Collected data
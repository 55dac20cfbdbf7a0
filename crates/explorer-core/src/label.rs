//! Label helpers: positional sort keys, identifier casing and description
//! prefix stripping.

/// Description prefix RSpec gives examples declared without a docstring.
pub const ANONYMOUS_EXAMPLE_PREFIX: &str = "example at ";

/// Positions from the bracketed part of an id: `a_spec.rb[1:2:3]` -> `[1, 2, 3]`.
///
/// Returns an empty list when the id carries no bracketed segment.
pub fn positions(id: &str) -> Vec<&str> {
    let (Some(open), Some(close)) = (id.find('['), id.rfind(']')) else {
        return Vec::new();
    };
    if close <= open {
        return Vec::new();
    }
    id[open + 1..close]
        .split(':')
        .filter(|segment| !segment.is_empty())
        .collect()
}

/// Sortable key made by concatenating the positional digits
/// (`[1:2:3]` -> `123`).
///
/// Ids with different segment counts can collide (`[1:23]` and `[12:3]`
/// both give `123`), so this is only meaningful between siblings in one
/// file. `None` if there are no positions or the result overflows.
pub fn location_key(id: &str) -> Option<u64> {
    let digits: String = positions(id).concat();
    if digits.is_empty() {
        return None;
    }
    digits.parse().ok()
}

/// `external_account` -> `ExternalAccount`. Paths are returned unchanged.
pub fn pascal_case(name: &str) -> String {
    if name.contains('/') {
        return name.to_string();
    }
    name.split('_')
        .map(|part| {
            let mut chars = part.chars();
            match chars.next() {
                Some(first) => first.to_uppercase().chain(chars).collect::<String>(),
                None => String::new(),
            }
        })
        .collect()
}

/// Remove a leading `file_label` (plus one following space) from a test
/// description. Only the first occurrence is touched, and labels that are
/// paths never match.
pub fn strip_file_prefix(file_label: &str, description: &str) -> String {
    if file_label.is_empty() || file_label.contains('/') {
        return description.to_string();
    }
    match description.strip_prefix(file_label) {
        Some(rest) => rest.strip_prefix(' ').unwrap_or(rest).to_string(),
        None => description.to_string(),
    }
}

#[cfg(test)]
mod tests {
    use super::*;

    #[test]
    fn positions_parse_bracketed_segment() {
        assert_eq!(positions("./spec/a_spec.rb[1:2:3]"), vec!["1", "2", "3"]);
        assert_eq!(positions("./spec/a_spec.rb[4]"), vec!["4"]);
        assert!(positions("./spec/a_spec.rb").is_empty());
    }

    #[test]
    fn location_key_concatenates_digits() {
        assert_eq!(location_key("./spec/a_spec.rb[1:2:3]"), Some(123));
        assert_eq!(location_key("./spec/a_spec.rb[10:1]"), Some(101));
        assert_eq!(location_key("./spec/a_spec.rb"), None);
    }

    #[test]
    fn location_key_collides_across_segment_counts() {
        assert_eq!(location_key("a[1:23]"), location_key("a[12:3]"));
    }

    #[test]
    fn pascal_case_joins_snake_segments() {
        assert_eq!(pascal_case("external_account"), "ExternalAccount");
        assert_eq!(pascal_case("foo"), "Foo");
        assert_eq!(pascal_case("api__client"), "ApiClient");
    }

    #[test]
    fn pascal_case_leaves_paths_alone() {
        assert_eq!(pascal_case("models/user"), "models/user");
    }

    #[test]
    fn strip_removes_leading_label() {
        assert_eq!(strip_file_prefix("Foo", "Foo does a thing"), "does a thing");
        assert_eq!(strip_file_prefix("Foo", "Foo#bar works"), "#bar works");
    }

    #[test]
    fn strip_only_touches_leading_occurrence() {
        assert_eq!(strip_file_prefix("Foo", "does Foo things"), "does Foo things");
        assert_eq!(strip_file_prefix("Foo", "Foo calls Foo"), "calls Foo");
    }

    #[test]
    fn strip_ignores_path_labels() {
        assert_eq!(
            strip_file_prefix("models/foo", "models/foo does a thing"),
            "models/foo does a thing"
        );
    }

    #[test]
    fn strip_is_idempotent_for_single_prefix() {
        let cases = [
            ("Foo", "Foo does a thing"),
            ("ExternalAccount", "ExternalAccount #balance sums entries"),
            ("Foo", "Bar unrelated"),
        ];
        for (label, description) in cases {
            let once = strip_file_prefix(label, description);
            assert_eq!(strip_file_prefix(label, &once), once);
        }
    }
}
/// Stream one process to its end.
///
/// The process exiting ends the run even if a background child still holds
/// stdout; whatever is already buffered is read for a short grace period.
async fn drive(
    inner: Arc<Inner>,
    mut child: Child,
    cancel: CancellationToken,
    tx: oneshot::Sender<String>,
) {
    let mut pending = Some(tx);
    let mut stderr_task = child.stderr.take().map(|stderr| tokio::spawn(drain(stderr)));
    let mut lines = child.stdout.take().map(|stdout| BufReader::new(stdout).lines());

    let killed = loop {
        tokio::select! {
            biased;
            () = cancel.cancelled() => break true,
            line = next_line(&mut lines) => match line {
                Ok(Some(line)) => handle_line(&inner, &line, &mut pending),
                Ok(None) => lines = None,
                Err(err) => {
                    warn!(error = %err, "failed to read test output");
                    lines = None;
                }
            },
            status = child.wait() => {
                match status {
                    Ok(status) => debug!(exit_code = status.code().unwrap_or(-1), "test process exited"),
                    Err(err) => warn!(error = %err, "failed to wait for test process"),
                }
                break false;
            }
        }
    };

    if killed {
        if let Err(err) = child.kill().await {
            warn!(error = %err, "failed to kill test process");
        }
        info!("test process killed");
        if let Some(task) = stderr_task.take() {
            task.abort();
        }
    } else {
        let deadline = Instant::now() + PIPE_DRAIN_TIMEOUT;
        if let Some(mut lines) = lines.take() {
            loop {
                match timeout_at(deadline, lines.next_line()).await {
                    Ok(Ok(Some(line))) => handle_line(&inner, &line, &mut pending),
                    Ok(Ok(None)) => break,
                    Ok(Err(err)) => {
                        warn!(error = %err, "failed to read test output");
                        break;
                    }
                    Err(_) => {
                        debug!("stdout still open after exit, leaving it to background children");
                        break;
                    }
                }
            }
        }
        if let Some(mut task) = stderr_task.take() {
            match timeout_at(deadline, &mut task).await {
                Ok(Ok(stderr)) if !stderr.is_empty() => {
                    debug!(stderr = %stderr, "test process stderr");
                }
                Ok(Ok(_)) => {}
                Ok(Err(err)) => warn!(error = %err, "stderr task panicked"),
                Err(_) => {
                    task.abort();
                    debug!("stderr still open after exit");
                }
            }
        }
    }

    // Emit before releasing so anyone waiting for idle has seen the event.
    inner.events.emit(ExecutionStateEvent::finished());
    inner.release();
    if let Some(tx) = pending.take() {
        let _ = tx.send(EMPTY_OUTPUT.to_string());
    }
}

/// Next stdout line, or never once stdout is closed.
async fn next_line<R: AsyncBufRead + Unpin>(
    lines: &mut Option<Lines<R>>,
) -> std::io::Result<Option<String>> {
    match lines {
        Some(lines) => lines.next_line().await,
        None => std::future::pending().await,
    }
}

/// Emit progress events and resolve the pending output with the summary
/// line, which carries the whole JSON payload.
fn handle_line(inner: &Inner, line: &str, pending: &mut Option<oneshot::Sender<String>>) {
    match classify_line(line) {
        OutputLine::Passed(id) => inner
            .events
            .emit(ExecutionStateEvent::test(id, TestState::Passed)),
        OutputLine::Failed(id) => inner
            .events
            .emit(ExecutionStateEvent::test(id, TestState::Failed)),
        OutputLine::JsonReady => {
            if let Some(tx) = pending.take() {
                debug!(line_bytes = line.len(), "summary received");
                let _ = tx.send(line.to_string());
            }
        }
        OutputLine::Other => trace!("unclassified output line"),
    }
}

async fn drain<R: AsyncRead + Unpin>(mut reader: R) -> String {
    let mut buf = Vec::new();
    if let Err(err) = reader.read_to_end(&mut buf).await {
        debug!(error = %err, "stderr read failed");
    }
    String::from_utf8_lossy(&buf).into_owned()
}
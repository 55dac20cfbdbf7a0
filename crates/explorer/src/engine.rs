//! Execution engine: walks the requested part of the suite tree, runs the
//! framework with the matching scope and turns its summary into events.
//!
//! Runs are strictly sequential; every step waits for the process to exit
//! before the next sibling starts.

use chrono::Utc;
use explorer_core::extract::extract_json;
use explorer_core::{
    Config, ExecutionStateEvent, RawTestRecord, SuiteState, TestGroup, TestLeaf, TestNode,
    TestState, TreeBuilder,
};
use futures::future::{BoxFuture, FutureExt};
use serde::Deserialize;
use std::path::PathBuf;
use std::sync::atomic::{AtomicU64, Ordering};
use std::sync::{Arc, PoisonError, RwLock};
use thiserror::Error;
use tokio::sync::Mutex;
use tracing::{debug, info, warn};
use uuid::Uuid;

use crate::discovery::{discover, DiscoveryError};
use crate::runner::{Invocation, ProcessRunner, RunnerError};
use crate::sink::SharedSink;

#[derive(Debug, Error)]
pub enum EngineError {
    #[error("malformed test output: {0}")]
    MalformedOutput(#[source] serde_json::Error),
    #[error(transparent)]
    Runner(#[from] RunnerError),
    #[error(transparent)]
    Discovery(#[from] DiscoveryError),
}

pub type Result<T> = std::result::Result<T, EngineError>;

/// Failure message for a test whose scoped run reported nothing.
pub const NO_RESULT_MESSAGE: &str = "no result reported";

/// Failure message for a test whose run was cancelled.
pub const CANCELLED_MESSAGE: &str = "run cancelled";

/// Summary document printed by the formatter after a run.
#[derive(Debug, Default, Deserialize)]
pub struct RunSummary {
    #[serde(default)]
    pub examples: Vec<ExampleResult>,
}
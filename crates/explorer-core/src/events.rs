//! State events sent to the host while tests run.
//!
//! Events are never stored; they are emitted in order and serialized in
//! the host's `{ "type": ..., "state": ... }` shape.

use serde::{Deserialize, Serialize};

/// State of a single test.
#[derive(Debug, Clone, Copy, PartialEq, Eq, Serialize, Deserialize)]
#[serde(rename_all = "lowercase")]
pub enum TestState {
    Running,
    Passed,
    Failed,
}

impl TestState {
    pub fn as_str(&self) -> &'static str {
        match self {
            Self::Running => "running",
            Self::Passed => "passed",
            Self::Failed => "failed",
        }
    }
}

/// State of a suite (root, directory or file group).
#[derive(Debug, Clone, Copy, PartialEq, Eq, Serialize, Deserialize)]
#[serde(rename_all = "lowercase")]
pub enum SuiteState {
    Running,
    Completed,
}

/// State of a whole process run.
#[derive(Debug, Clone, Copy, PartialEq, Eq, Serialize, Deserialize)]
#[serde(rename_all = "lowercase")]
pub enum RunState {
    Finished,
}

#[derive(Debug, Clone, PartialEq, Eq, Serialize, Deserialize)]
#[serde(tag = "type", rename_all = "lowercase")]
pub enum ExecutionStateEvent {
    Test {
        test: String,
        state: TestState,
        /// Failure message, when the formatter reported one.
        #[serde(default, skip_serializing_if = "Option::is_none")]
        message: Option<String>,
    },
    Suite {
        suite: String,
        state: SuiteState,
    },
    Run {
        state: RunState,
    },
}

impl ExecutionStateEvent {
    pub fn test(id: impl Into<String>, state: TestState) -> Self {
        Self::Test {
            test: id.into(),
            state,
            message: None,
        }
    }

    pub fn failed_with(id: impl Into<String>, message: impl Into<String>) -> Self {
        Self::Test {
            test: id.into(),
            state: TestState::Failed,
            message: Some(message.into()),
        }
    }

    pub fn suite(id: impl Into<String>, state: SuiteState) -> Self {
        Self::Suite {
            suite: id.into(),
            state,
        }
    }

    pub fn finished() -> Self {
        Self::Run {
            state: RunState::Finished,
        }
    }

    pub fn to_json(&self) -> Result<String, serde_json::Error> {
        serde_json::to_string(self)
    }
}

...

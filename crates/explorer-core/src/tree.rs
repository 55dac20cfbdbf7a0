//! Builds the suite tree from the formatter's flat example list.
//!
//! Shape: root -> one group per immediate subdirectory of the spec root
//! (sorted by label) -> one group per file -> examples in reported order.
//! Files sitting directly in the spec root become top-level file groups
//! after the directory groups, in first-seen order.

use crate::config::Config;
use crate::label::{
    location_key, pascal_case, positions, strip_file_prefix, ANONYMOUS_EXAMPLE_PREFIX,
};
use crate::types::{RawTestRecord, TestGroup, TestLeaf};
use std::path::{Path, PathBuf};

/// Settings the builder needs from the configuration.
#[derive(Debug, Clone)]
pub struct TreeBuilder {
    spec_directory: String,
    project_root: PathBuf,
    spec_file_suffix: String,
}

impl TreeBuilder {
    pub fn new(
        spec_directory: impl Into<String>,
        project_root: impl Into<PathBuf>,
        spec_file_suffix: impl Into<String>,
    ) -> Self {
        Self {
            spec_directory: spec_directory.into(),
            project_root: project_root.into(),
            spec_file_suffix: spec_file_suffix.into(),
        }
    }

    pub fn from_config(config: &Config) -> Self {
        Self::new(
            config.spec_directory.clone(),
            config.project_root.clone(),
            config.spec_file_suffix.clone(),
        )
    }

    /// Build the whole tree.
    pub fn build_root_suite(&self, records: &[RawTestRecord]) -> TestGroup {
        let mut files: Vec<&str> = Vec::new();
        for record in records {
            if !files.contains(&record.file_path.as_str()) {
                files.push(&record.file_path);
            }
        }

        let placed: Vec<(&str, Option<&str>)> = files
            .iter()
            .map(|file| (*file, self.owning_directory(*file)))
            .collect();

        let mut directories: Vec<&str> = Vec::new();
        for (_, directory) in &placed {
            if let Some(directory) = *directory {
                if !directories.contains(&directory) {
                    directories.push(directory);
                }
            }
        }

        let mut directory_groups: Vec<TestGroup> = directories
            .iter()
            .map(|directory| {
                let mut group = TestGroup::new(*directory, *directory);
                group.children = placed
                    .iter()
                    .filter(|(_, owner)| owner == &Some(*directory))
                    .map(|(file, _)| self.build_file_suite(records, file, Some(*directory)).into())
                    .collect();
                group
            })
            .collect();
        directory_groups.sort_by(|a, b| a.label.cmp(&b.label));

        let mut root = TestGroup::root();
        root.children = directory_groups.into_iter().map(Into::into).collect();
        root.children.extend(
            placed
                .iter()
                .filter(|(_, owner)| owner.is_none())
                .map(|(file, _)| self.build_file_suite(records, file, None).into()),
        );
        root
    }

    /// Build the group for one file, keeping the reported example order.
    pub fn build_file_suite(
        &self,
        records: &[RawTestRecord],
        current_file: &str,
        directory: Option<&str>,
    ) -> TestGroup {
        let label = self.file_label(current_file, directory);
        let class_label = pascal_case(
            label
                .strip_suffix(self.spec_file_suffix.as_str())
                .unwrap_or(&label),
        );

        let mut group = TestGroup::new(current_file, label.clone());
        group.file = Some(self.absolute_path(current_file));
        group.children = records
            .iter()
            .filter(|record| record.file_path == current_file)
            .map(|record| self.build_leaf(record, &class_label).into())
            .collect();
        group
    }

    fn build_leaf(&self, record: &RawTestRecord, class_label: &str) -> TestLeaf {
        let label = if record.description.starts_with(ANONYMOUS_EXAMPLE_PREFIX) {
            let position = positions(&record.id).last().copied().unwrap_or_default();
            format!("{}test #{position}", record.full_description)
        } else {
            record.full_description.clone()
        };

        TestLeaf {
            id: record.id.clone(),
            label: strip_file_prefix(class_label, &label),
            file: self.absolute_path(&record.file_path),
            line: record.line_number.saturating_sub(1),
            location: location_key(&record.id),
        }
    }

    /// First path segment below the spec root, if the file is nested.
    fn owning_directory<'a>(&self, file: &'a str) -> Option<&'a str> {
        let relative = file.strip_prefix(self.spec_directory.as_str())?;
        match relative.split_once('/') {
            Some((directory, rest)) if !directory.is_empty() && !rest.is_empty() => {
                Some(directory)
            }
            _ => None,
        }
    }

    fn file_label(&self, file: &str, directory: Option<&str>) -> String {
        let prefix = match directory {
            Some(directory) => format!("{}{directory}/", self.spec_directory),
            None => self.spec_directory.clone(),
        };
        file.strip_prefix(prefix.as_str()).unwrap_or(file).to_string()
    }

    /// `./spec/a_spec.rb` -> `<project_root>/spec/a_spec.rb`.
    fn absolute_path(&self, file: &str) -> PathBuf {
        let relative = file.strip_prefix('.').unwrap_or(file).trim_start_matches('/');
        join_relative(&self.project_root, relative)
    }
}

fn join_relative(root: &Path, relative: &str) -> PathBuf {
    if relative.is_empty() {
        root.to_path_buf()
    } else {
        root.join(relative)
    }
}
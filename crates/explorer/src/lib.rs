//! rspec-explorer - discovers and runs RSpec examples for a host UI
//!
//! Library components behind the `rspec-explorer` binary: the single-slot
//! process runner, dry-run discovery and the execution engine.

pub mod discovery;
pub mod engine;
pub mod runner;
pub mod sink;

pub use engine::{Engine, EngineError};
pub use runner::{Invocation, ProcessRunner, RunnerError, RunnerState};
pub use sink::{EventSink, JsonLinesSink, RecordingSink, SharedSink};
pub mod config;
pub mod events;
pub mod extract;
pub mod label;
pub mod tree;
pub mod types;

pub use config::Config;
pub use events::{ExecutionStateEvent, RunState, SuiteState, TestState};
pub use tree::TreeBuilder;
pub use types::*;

# What this task involves:
Which lines in the data above hold the word "killed"? Return each of them.

# Answer space:
    let killed = loop {
    if killed {
        info!("test process killed");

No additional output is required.